[Extracted data entries]
----------------------------------------

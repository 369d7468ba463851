//! # Flow Processor Node Runtime
//!
//! Hosts the latest-ledger processor behind a line-oriented pipeline.
//!
//! ## Modular Structure
//!
//! - `config` - Processor configuration from file or environment
//! - `consumers` - Downstream consumers writing forwarded records
//! - `pipeline` - JSON-lines ledger stream driving the handler
//!
//! ## Startup Sequence
//!
//! 1. Load configuration (from file/env)
//! 2. Initialize the handler and register the output consumer
//! 3. Stream ledgers until input closes

pub mod config;
pub mod consumers;
pub mod pipeline;

pub use config::load_config;
pub use consumers::JsonLinesConsumer;
pub use pipeline::{run_stream, RunSummary};
//! # Error Types
//!
//! Errors raised while opening or iterating a ledger close meta.

use thiserror::Error;

/// Errors that prevent a ledger from being read.
///
/// All variants are fatal for the ledger being read. A result that references
/// an unknown envelope is not an error; see `ReadOutcome::Unreadable`.
#[derive(Debug, Clone, PartialEq, Eq, Error)]
pub enum ReaderError {
    /// Meta layout this reader does not understand.
    #[error("Unsupported ledger close meta version: {version}")]
    UnsupportedMetaVersion { version: u8 },

    /// Transaction hashes cannot be derived without a network passphrase.
    #[error("Network passphrase must not be empty")]
    EmptyPassphrase,

    /// Envelope could not be encoded for hashing.
    #[error("Serialization error: {0}")]
    Serialization(String),

    /// Two envelopes in the transaction set hash to the same value.
    #[error("Duplicate transaction in tx set: {hash}")]
    DuplicateTransaction { hash: String },

    /// Processing result at `index` holds values no valid ledger can contain.
    #[error("Corrupt transaction {index} in ledger close meta: {reason}")]
    Corrupt { index: u32, reason: String },
}

impl ReaderError {
    /// Position of the offending transaction, when the error concerns one.
    pub fn index(&self) -> Option<u32> {
        match self {
            Self::Corrupt { index, .. } => Some(*index),
            _ => None,
        }
    }
}

impl From<bincode::Error> for ReaderError {
    fn from(err: bincode::Error) -> Self {
        Self::Serialization(err.to_string())
    }
}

----------------------------------------

> [WHAT TO WORK ON]: Go over the data and return every line that includes the word "file".

> [WORKED SOLUTION]:
//! - `config` - Processor configuration from file or environment
//! 1. Load configuration (from file/env)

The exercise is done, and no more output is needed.